# RECORD SET:
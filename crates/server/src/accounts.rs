//! Accounts API endpoints.

use api_types::account::{AccountNew, AccountView};
use axum::{
    Json,
    extract::{
        Path, State,
        rejection::{JsonRejection, PathRejection},
    },
    http::StatusCode,
};
use engine::{Account, Money, commands::OpenAccountCmd};
use uuid::Uuid;

use crate::{ServerError, params, payload, server::ServerState};

fn account_view(account: Account) -> AccountView {
    AccountView {
        id: account.id,
        owner_id: account.owner_id,
        fund_id: account.fund_id,
        cash_balance: account.cash_balance.to_storage(),
        invested_total: account.invested_total.to_storage(),
        revision: account.revision,
        created_at: account.created_at,
        updated_at: account.updated_at,
    }
}

pub async fn account_new(
    State(state): State<ServerState>,
    body: Result<Json<AccountNew>, JsonRejection>,
) -> Result<(StatusCode, Json<AccountView>), ServerError> {
    let payload = payload(body)?;
    let cash_balance = match payload.cash_balance.as_deref() {
        Some(value) => value.parse::<Money>()?,
        None => Money::ZERO,
    };

    let account = state
        .engine
        .open_account(OpenAccountCmd::new(payload.owner_id, cash_balance))
        .await?;

    Ok((StatusCode::CREATED, Json(account_view(account))))
}

pub async fn get(
    State(state): State<ServerState>,
    path: Result<Path<Uuid>, PathRejection>,
) -> Result<Json<AccountView>, ServerError> {
    let account_id = params(path)?;
    let account = state.engine.account(account_id).await?;
    Ok(Json(account_view(account)))
}

/// Attach a fund to an account that has none yet.
pub async fn associate_fund(
    State(state): State<ServerState>,
    path: Result<Path<(Uuid, Uuid)>, PathRejection>,
) -> Result<Json<AccountView>, ServerError> {
    let (account_id, fund_id) = params(path)?;
    let account = state.engine.associate_fund(account_id, fund_id).await?;
    Ok(Json(account_view(account)))
}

# WHAT IS BEING ASKED:
Repeat exactly, and only, the lines from the line with "let (account_id, fund_id)" through the end of the listing above, both ends included.

# RESULT BELOW:
    let (account_id, fund_id) = params(path)?;
    let account = state.engine.associate_fund(account_id, fund_id).await?;
    Ok(Json(account_view(account)))
}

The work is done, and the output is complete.